DATA PROVIDED →
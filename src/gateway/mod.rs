//! Payment gateway boundary: the trait services depend on and its HTTP implementation.

pub mod client;
pub mod units;

use async_trait::async_trait;
use chrono::{DateTime, Utc};
use serde::{Deserialize, Serialize};
use thiserror::Error;
use uuid::Uuid;

use crate::domain::{Beneficiary, ObservedStatus};

pub use client::{GatewayClient, GatewayClientConfig};

#[derive(Debug, Clone, PartialEq, Eq, Error)]
#[error("gateway error {code}: {message}")]
pub struct GatewayError {
    pub code: String,
    pub message: String,
    pub status: Option<u16>,
    transient: bool,
}

impl GatewayError {
    /// Outcome unknown: the gateway may or may not have acted.
    pub fn transient(code: impl Into<String>, message: impl Into<String>) -> Self {
        Self {
            code: code.into(),
            message: message.into(),
            status: None,
            transient: true,
        }
    }

    /// The gateway definitely refused the request.
    pub fn rejected(code: impl Into<String>, message: impl Into<String>) -> Self {
        Self {
            code: code.into(),
            message: message.into(),
            status: None,
            transient: false,
        }
    }

    pub fn not_found(message: impl Into<String>) -> Self {
        Self::rejected("not_found", message)
    }

    pub fn circuit_open() -> Self {
        Self::transient("circuit_open", "gateway circuit breaker is open")
    }

    pub fn with_status(mut self, status: u16) -> Self {
        self.status = Some(status);
        self
    }

    pub fn is_transient(&self) -> bool {
        self.transient
    }

    pub fn is_not_found(&self) -> bool {
        self.code == "not_found"
    }

    /// Refused locally by the breaker; the request never left the process.
    pub fn is_circuit_open(&self) -> bool {
        self.code == "circuit_open"
    }
}

#[derive(Debug, Clone, PartialEq, Eq, Serialize, Deserialize)]
pub struct DepositAccountRequest {
    pub reference: String,
    pub user_id: Uuid,
    pub amount: i64,
    pub customer_name: String,
    pub expires_at: DateTime<Utc>,
}

#[derive(Debug, Clone, PartialEq, Eq, Serialize, Deserialize)]
pub struct DepositAccount {
    pub account_number: String,
    pub account_name: String,
    pub bank_name: String,
    pub gateway_ref: Option<String>,
}

#[derive(Debug, Clone, PartialEq, Eq, Serialize, Deserialize)]
pub struct ChargeRequest {
    pub reference: String,
    pub email: String,
    pub amount: i64,
    pub callback_url: Option<String>,
}

#[derive(Debug, Clone, PartialEq, Eq, Serialize, Deserialize)]
pub struct ChargeInit {
    pub authorization_url: String,
    pub access_code: Option<String>,
    pub gateway_ref: Option<String>,
}

#[derive(Debug, Clone, PartialEq, Eq, Serialize, Deserialize)]
pub struct TransferRequest {
    pub reference: String,
    pub amount: i64,
    pub beneficiary: Beneficiary,
    pub narration: String,
}

#[derive(Debug, Clone, PartialEq, Eq, Serialize, Deserialize)]
pub struct TransferAck {
    pub status: ObservedStatus,
    pub gateway_ref: Option<String>,
}

/// Normalised answer of every verify endpoint. Amounts are minor units.
#[derive(Debug, Clone, PartialEq, Eq, Serialize, Deserialize)]
pub struct StatusReport {
    pub reference: String,
    pub status: ObservedStatus,
    pub amount: Option<i64>,
    pub gateway_ref: Option<String>,
    pub sender_name: Option<String>,
}

#[derive(Debug, Clone, PartialEq, Eq, Serialize, Deserialize)]
pub enum AccountResolution {
    Resolved { account_name: String },
    UnsupportedBank,
}

#[async_trait]
pub trait PaymentGateway: Send + Sync {
    async fn create_deposit_account(
        &self,
        request: &DepositAccountRequest,
    ) -> Result<DepositAccount, GatewayError>;

    async fn initialize_charge(&self, request: &ChargeRequest) -> Result<ChargeInit, GatewayError>;

    async fn transfer(&self, request: &TransferRequest) -> Result<TransferAck, GatewayError>;

    async fn verify_deposit(&self, reference: &str) -> Result<StatusReport, GatewayError>;

    async fn verify_charge(&self, reference: &str) -> Result<StatusReport, GatewayError>;

    async fn verify_transfer(&self, reference: &str) -> Result<StatusReport, GatewayError>;

    async fn resolve_account(
        &self,
        account_number: &str,
        bank_code: &str,
    ) -> Result<AccountResolution, GatewayError>;
}

/// Map the gateway's status vocabulary onto the statuses the ledger understands.
pub fn parse_gateway_status(raw: &str) -> ObservedStatus {
    match raw.trim().to_lowercase().as_str() {
        "success" | "successful" | "completed" | "paid" => ObservedStatus::Success,
        "failed" | "declined" | "abandoned" | "cancelled" | "expired" => ObservedStatus::Failed,
        "reversed" | "refunded" => ObservedStatus::Reversed,
        "processing" | "queued" | "otp" | "sent" => ObservedStatus::Processing,
        _ => ObservedStatus::Pending,
    }
}
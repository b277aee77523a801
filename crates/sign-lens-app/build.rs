//! Embeds the workspace `VERSION` file as `SIGN_LENS_VERSION`.

use std::path::Path;

fn main() {
    let manifest_dir = std::env::var("CARGO_MANIFEST_DIR").expect("cargo sets CARGO_MANIFEST_DIR");
    let version_file = Path::new(&manifest_dir)
        .ancestors()
        .nth(2)
        .expect("app crate lives under <root>/crates/")
        .join("VERSION");

    println!("cargo:rerun-if-changed={}", version_file.display());

    let contents = std::fs::read_to_string(&version_file)
        .unwrap_or_else(|error| panic!("cannot read {}: {error}", version_file.display()));
    let version = contents.trim();
    assert!(
        !version.is_empty() && !version.contains(char::is_whitespace),
        "VERSION must hold a single non-empty token"
    );

    println!("cargo:rustc-env=SIGN_LENS_VERSION={version}");
}
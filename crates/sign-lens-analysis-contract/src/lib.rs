#![warn(missing_docs)]
//! # sign-lens-analysis-contract
//!
//! ## Purpose
//! Defines the backend reply schema and maps replies to analysis outcomes.
//!
//! ## Responsibilities
//! - Parse `{"description": ...}` / `{"error": ...}` analysis replies.
//! - Parse the `{"message": ...}` health reply.
//! - Keep the application-level error path separate from transport errors.
//!
//! ## Data flow
//! Raw 2xx body -> [`parse_analysis_reply`] -> [`AnalysisReply::into_outcome`]
//! -> session state.
//!
//! ## Error model
//! Invalid JSON or a body with neither field returns [`AnalysisContractError`].

use serde::{Deserialize, Serialize};
use serde_json::Value;
use sign_lens_core::AnalysisOutcome;
use thiserror::Error;

/// Decoded analysis reply.
#[derive(Debug, Clone, PartialEq, Eq, Serialize, Deserialize)]
pub enum AnalysisReply {
    /// Backend described the sign.
    Description(String),
    /// Backend reported an application-level error.
    Error(String),
}

impl AnalysisReply {
    /// Converts the reply into a settled outcome.
    pub fn into_outcome(self) -> AnalysisOutcome {
        match self {
            Self::Description(description) => AnalysisOutcome::Success(description),
            Self::Error(message) => AnalysisOutcome::backend_application(message),
        }
    }
}

/// Health endpoint reply.
#[derive(Debug, Clone, PartialEq, Eq, Serialize, Deserialize)]
pub struct HealthReply {
    /// Free-form server status text.
    pub message: String,
}

#[derive(Debug, Deserialize)]
struct WireReply {
    #[serde(default)]
    description: Option<Value>,
    #[serde(default)]
    error: Option<Value>,
}

/// Parses a 2xx analysis body.
///
/// A non-empty `error` wins over `description`. Non-string values are kept in
/// their JSON text form.
///
/// # Errors
/// Returns [`AnalysisContractError::Decode`] for invalid JSON.
/// Returns [`AnalysisContractError::InvalidContract`] when neither field
/// carries a value.
pub fn parse_analysis_reply(raw: &str) -> Result<AnalysisReply, AnalysisContractError> {
    let wire: WireReply = serde_json::from_str(raw)?;

    if let Some(error) = wire.error.and_then(value_text) {
        return Ok(AnalysisReply::Error(error));
    }

    wire.description
        .and_then(value_text)
        .map(AnalysisReply::Description)
        .ok_or_else(|| {
            AnalysisContractError::InvalidContract(
                "reply has neither description nor error".to_string(),
            )
        })
}

/// Parses the health endpoint body.
///
/// # Errors
/// Returns [`AnalysisContractError::Decode`] for invalid JSON or a missing
/// `message` field.
pub fn parse_health_reply(raw: &str) -> Result<HealthReply, AnalysisContractError> {
    Ok(serde_json::from_str(raw)?)
}

fn value_text(value: Value) -> Option<String> {
    match value {
        Value::Null => None,
        Value::Bool(false) => None,
        Value::String(text) if text.is_empty() => None,
        Value::String(text) => Some(text),
        other => Some(other.to_string()),
    }
}

/// Analysis contract errors.
#[derive(Debug, Error)]
pub enum AnalysisContractError {
    /// JSON decode failure.
    #[error("analysis decode failure: {0}")]
    Decode(#[from] serde_json::Error),
    /// Parsed payload violates contract invariants.
    #[error("analysis contract violation: {0}")]
    InvalidContract(String),
}
//! Integration tests for the capture -> analyze -> retake session flow.

mod common;

use common::{FixedTransport, harness};
use sign_lens_app::AppError;
use sign_lens_capture::RawPhoto;
use sign_lens_core::{AnalysisOutcome, FailureKind};
use sign_lens_ui::{Action, Screen};

#[tokio::test]
async fn session_flow_tests_description_reply_reaches_result_panel() {
    let dir = tempfile::tempdir().expect("temp dir should be created");
    let h = harness(
        dir.path(),
        FixedTransport::replying(200, r#"{"description": "Stop sign, octagonal, red"}"#),
    );

    h.app.request_permission().await;
    h.app.take_picture().await.expect("capture should succeed");
    let outcome = h.app.analyze().await.expect("analysis should run");

    assert_eq!(
        outcome,
        AnalysisOutcome::Success("Stop sign, octagonal, red".to_string())
    );
    let view = h.app.view();
    assert_eq!(view.screen, Screen::PhotoReview);
    assert_eq!(
        view.result.map(|result| result.text),
        Some("Stop sign, octagonal, red".to_string())
    );
    assert!(view.alert.is_none());
}

#[tokio::test]
async fn session_flow_tests_capture_clears_previous_outcome() {
    let dir = tempfile::tempdir().expect("temp dir should be created");
    let h = harness(dir.path(), FixedTransport::replying(200, r#"{"description": "Yield"}"#));

    h.app.request_permission().await;
    h.app.take_picture().await.expect("capture should succeed");
    h.app.analyze().await.expect("analysis should run");
    h.app.retake();
    let image = h.app.take_picture().await.expect("capture should succeed");

    let state = h.app.snapshot();
    assert_eq!(state.photo(), Some(&image));
    assert!(state.outcome().is_none());
}

#[tokio::test]
async fn session_flow_tests_empty_capture_raises_alert_without_photo() {
    let dir = tempfile::tempdir().expect("temp dir should be created");
    let h = harness(dir.path(), FixedTransport::replying(200, "{}"));
    h.camera.push_result(Ok(RawPhoto {
        uri: "/tmp/blank.jpg".to_string(),
        width: 0,
        height: 0,
    }));

    h.app.request_permission().await;
    let error = h.app.take_picture().await.unwrap_err();

    assert!(matches!(error, AppError::Capture(_)));
    let state = h.app.snapshot();
    assert!(state.photo().is_none());
    assert_eq!(state.screen(), Screen::CameraPreview);
    let alert = state.alert().expect("empty capture should alert");
    assert!(alert.message.contains("empty or invalid"));
}

#[tokio::test]
async fn session_flow_tests_application_error_is_not_transport_error() {
    let dir = tempfile::tempdir().expect("temp dir should be created");
    let h = harness(
        dir.path(),
        FixedTransport::replying(200, r#"{"error": "no sign detected"}"#),
    );

    h.app.request_permission().await;
    h.app.take_picture().await.expect("capture should succeed");
    let outcome = h.app.analyze().await.expect("analysis should run");

    let failure = outcome.failure().expect("outcome should be a failure");
    assert_eq!(failure.kind, FailureKind::BackendApplication);
    assert_eq!(failure.message, "no sign detected");
    let alert = h.app.view().alert.expect("failure should alert");
    assert_eq!(alert.title, "Backend Error");
}

#[tokio::test]
async fn session_flow_tests_http_error_mentions_status_and_body() {
    let dir = tempfile::tempdir().expect("temp dir should be created");
    let h = harness(dir.path(), FixedTransport::replying(500, "internal error"));

    h.app.request_permission().await;
    h.app.take_picture().await.expect("capture should succeed");
    let outcome = h.app.analyze().await.expect("analysis should run");

    let failure = outcome.failure().expect("outcome should be a failure");
    assert!(failure.message.contains("500"));
    assert!(failure.message.contains("internal error"));
}

#[tokio::test]
async fn session_flow_tests_disconnect_fails_and_reenables_analyze() {
    let dir = tempfile::tempdir().expect("temp dir should be created");
    let h = harness(dir.path(), FixedTransport::disconnected("connection refused"));

    h.app.request_permission().await;
    h.app.take_picture().await.expect("capture should succeed");
    let outcome = h.app.analyze().await.expect("analysis should run");

    let failure = outcome.failure().expect("outcome should be a failure");
    assert_eq!(failure.kind, FailureKind::Transport);
    assert!(failure.message.contains("connection refused"));
    assert!(h.app.view().is_enabled(Action::Analyze));
}

#[tokio::test]
async fn session_flow_tests_retake_returns_to_preview() {
    let dir = tempfile::tempdir().expect("temp dir should be created");
    let h = harness(dir.path(), FixedTransport::replying(500, "internal error"));

    h.app.request_permission().await;
    h.app.take_picture().await.expect("capture should succeed");
    h.app.analyze().await.expect("analysis should run");
    h.app.retake();

    let state = h.app.snapshot();
    assert!(state.photo().is_none());
    assert!(state.outcome().is_none());
    assert!(state.alert().is_none());
    assert_eq!(state.screen(), Screen::CameraPreview);
}

#[tokio::test]
async fn session_flow_tests_analyze_requires_photo() {
    let dir = tempfile::tempdir().expect("temp dir should be created");
    let h = harness(dir.path(), FixedTransport::replying(200, r#"{"description": "x"}"#));
    h.app.request_permission().await;

    let error = h.app.analyze().await.unwrap_err();
    assert!(matches!(error, AppError::ActionUnavailable("analyze")));
    assert_eq!(h.transport.posts(), 0);
}

#[tokio::test]
async fn session_flow_tests_second_capture_requires_retake() {
    let dir = tempfile::tempdir().expect("temp dir should be created");
    let h = harness(dir.path(), FixedTransport::replying(200, r#"{"description": "x"}"#));
    h.app.request_permission().await;
    h.app.take_picture().await.expect("capture should succeed");

    let error = h.app.take_picture().await.unwrap_err();
    assert!(matches!(error, AppError::ActionUnavailable("take picture")));
    assert_eq!(h.camera.captures(), 1);
}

PROBLEM DETAILS → What is the number of lines in the data that hold the string "println"? Answer with the number only.

OUTPUT OF THE EXERCISE → 2